# [Task to complete]
Copy out the data line by line exactly, from its start to the line bearing "deleted their account.", inclusive.
#### Input for this task ####
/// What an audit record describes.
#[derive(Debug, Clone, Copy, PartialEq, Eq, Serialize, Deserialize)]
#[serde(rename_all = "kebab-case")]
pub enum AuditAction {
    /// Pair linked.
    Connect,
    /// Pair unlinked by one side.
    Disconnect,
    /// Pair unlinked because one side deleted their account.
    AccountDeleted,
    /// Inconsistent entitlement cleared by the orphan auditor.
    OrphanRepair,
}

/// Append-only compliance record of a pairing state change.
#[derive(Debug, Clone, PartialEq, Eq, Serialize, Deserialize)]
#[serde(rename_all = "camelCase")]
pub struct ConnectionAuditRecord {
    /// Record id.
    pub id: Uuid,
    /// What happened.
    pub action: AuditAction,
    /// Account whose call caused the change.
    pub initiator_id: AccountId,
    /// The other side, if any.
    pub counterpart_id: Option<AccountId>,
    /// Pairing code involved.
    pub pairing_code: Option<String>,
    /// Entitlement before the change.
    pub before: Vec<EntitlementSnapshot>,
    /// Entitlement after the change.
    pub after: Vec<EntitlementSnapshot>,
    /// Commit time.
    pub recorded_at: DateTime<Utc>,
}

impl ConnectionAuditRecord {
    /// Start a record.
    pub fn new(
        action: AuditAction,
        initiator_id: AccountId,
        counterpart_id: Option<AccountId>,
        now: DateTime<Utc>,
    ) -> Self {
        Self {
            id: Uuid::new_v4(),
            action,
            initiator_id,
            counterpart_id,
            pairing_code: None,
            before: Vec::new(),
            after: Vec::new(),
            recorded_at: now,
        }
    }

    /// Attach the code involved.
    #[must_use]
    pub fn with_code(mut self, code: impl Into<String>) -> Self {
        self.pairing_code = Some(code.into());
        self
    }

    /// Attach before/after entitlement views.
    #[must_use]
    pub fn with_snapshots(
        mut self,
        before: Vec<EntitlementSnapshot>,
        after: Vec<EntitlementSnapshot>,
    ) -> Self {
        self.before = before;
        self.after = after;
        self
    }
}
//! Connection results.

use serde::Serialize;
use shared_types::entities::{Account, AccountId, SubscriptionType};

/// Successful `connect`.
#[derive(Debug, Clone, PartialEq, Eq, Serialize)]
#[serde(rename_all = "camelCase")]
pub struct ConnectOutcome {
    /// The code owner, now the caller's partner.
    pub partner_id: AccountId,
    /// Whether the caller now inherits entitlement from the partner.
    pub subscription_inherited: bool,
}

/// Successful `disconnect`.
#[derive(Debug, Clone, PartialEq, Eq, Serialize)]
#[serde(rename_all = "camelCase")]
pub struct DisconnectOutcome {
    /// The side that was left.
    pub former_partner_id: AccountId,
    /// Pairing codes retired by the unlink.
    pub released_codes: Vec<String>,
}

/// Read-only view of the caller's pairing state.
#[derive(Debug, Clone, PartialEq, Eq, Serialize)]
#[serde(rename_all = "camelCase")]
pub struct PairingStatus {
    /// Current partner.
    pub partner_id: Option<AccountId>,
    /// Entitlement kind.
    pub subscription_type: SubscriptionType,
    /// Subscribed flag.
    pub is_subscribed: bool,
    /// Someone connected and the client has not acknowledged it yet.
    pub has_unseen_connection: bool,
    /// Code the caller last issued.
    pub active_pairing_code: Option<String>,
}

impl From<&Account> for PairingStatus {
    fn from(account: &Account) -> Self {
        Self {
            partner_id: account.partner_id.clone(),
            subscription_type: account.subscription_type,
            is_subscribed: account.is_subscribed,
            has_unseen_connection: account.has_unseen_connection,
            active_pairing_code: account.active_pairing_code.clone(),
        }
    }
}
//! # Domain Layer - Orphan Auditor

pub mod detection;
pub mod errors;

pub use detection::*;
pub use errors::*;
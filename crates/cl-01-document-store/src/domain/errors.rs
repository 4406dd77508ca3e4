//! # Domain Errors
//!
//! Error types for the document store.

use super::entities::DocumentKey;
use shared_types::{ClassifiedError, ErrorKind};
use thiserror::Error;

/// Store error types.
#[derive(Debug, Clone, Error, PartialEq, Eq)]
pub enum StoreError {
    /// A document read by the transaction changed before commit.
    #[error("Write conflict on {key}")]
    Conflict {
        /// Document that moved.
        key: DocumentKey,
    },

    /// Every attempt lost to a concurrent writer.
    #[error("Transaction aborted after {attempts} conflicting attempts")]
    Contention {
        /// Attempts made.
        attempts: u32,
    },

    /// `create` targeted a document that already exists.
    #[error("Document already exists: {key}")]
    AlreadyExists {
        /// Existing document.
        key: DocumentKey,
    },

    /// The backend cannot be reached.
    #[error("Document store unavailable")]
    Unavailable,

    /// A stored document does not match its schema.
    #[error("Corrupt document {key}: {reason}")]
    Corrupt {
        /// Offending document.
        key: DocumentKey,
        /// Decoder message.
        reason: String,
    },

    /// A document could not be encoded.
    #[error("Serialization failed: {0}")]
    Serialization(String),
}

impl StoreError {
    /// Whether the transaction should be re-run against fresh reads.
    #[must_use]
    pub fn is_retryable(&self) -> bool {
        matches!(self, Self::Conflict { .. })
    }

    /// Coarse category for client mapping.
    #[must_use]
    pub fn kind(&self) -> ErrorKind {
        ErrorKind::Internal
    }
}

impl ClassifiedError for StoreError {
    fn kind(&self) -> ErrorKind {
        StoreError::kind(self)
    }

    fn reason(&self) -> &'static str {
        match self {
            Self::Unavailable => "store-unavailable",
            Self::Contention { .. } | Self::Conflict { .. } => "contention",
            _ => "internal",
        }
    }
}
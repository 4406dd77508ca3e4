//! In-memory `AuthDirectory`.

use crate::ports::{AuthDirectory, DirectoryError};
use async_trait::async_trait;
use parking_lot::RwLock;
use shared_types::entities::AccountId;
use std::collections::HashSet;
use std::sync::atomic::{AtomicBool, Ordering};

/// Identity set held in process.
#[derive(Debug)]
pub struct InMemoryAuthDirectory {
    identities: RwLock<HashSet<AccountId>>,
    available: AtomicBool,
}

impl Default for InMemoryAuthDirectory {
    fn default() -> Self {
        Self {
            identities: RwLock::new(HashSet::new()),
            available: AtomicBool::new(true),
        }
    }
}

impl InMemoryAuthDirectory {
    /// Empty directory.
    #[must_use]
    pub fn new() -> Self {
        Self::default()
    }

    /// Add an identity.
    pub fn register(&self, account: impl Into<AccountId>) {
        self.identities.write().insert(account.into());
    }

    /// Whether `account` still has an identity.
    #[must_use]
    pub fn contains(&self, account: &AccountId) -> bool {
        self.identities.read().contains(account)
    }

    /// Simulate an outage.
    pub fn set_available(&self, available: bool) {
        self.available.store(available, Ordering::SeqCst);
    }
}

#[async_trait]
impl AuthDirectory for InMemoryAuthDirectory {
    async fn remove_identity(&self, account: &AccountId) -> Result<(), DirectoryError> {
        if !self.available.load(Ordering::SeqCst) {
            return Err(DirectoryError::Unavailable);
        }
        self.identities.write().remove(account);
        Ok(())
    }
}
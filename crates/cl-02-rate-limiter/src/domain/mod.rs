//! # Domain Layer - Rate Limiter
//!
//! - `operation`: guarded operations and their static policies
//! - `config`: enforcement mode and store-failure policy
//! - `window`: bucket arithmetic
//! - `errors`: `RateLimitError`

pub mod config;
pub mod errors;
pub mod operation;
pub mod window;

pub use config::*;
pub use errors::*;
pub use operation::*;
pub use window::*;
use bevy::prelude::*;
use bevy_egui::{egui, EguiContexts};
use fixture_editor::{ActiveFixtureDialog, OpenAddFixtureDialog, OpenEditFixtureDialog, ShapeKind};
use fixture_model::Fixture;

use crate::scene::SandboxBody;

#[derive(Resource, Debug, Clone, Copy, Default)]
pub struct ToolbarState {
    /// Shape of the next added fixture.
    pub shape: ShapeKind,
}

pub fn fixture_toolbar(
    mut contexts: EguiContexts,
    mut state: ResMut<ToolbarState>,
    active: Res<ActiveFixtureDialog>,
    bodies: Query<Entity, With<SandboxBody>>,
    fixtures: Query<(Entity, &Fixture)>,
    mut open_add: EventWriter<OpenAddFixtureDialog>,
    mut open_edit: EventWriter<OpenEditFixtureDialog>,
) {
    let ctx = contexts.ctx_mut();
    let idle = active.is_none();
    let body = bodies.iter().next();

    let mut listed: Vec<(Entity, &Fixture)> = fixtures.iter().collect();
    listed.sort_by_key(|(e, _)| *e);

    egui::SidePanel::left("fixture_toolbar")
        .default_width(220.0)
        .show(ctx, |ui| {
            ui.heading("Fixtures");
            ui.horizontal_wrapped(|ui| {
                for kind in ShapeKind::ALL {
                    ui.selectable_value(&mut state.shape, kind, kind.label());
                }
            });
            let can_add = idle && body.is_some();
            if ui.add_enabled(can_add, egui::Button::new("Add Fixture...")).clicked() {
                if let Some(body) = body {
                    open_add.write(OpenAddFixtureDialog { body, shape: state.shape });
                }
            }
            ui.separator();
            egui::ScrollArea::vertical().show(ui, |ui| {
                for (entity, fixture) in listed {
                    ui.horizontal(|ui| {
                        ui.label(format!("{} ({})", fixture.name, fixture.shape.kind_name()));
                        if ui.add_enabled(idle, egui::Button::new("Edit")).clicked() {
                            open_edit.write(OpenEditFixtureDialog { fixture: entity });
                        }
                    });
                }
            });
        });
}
####
# [Answer for the task]
/// What an audit record describes.
#[derive(Debug, Clone, Copy, PartialEq, Eq, Serialize, Deserialize)]
#[serde(rename_all = "kebab-case")]
pub enum AuditAction {
    /// Pair linked.
    Connect,
    /// Pair unlinked by one side.
    Disconnect,
    /// Pair unlinked because one side deleted their account.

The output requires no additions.